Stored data
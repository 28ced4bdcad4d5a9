//! Logging initialisation primitives and configuration.
//!
//! # Design
//! - Centralises logging setup (fmt or JSON) with a single entry point.
//! - Diagnostics always go to stderr so stdout stays reserved for log entries.
//! - Records the build identifier once to avoid inconsistencies across modules.

use std::io;

use once_cell::sync::OnceCell;
use tracing_subscriber::{EnvFilter, fmt, layer::SubscriberExt, util::SubscriberInitExt};

use crate::error::{Result, TelemetryError};

/// Default logging target when `RUST_LOG` is not provided.
pub const DEFAULT_LOG_LEVEL: &str = "warn";

static BUILD_SHA: OnceCell<String> = OnceCell::new();

/// Configure and install the global tracing subscriber.
///
/// # Errors
///
/// Returns an error if the tracing subscriber cannot be installed (for example,
/// because another subscriber has already been set globally).
pub fn init_logging(config: &LoggingConfig) -> Result<()> {
    let _ = BUILD_SHA.set(config.build_sha.to_string());

    match config.format {
        LogFormat::Json => tracing_subscriber::registry()
            .with(build_env_filter(config.level))
            .with(
                fmt::layer()
                    .json()
                    .with_writer(io::stderr)
                    .with_target(false)
                    .with_thread_ids(false),
            )
            .try_init()
            .map_err(|source| TelemetryError::SubscriberInstall { source }),
        LogFormat::Pretty => tracing_subscriber::registry()
            .with(build_env_filter(config.level))
            .with(
                fmt::layer()
                    .with_writer(io::stderr)
                    .with_target(false)
                    .with_thread_ids(false),
            )
            .try_init()
            .map_err(|source| TelemetryError::SubscriberInstall { source }),
    }
}

/// Build identifier recorded by the first call to [`init_logging`].
#[must_use]
pub fn build_sha() -> &'static str {
    BUILD_SHA.get().map_or("dev", String::as_str)
}

/// Logging configuration.
#[derive(Debug, Clone)]
pub struct LoggingConfig<'a> {
    /// Log level string (e.g., `info`, `debug`).
    pub level: &'a str,
    /// Output format selection for the tracing subscriber.
    pub format: LogFormat,
    /// Build identifier exposed through [`build_sha()`] for span fields.
    pub build_sha: &'a str,
}

/// Available output formats for the logger.
#[derive(Debug, Clone, Copy, PartialEq, Eq)]
pub enum LogFormat {
    /// Emit logs as structured JSON objects.
    Json,
    /// Emit human-readable logs.
    Pretty,
}

impl LogFormat {
    /// Choose a sensible default for the current build.
    #[must_use]
    pub const fn infer() -> Self {
        if cfg!(debug_assertions) {
            Self::Pretty
        } else {
            Self::Json
        }
    }
}

/// Parse a user-supplied format name.
///
/// # Errors
///
/// Returns [`TelemetryError::UnknownFormat`] for anything other than `json`
/// or `pretty`.
pub fn log_format_from_str(value: &str) -> Result<LogFormat> {
    match value.trim().to_ascii_lowercase().as_str() {
        "json" => Ok(LogFormat::Json),
        "pretty" => Ok(LogFormat::Pretty),
        _ => Err(TelemetryError::UnknownFormat {
            value: value.to_string(),
        }),
    }
}

fn build_env_filter(level: &str) -> EnvFilter {
    EnvFilter::try_from_default_env().unwrap_or_else(|_| EnvFilter::new(level))
}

**Exercise:**
An exact repeat of all the entries above is required.

**Task response:**
repository 28ced4bdcad4d5a9
//! Logging initialisation primitives and configuration.
//!
//! # Design
//! - Centralises logging setup (fmt or JSON) with a single entry point.
//! - Diagnostics always go to stderr so stdout stays reserved for log entries.
//! - Records the build identifier once to avoid inconsistencies across modules.

use std::io;

use once_cell::sync::OnceCell;
use tracing_subscriber::{EnvFilter, fmt, layer::SubscriberExt, util::SubscriberInitExt};

use crate::error::{Result, TelemetryError};

/// Default logging target when `RUST_LOG` is not provided.
pub const DEFAULT_LOG_LEVEL: &str = "warn";

static BUILD_SHA: OnceCell<String> = OnceCell::new();

/// Configure and install the global tracing subscriber.
///
/// # Errors
///
/// Returns an error if the tracing subscriber cannot be installed (for example,
/// because another subscriber has already been set globally).
pub fn init_logging(config: &LoggingConfig) -> Result<()> {
    let _ = BUILD_SHA.set(config.build_sha.to_string());

    match config.format {
        LogFormat::Json => tracing_subscriber::registry()
            .with(build_env_filter(config.level))
            .with(
                fmt::layer()
                    .json()
                    .with_writer(io::stderr)
                    .with_target(false)
                    .with_thread_ids(false),
            )
            .try_init()
            .map_err(|source| TelemetryError::SubscriberInstall { source }),
        LogFormat::Pretty => tracing_subscriber::registry()
            .with(build_env_filter(config.level))
            .with(
                fmt::layer()
                    .with_writer(io::stderr)
                    .with_target(false)
                    .with_thread_ids(false),
            )
            .try_init()
            .map_err(|source| TelemetryError::SubscriberInstall { source }),
    }
}

/// Build identifier recorded by the first call to [`init_logging`].
#[must_use]
pub fn build_sha() -> &'static str {
    BUILD_SHA.get().map_or("dev", String::as_str)
}

/// Logging configuration.
#[derive(Debug, Clone)]
pub struct LoggingConfig<'a> {
    /// Log level string (e.g., `info`, `debug`).
    pub level: &'a str,
    /// Output format selection for the tracing subscriber.
    pub format: LogFormat,
    /// Build identifier exposed through [`build_sha()`] for span fields.
    pub build_sha: &'a str,
}

/// Available output formats for the logger.
#[derive(Debug, Clone, Copy, PartialEq, Eq)]
pub enum LogFormat {
    /// Emit logs as structured JSON objects.
    Json,
    /// Emit human-readable logs.
    Pretty,
}

impl LogFormat {
    /// Choose a sensible default for the current build.
    #[must_use]
    pub const fn infer() -> Self {
        if cfg!(debug_assertions) {
            Self::Pretty
        } else {
            Self::Json
        }
    }
}

/// Parse a user-supplied format name.
///
/// # Errors
///
/// Returns [`TelemetryError::UnknownFormat`] for anything other than `json`
/// or `pretty`.
pub fn log_format_from_str(value: &str) -> Result<LogFormat> {
    match value.trim().to_ascii_lowercase().as_str() {
        "json" => Ok(LogFormat::Json),
        "pretty" => Ok(LogFormat::Pretty),
        _ => Err(TelemetryError::UnknownFormat {
            value: value.to_string(),
        }),
    }
}

fn build_env_filter(level: &str) -> EnvFilter {
    EnvFilter::try_from_default_env().unwrap_or_else(|_| EnvFilter::new(level))
}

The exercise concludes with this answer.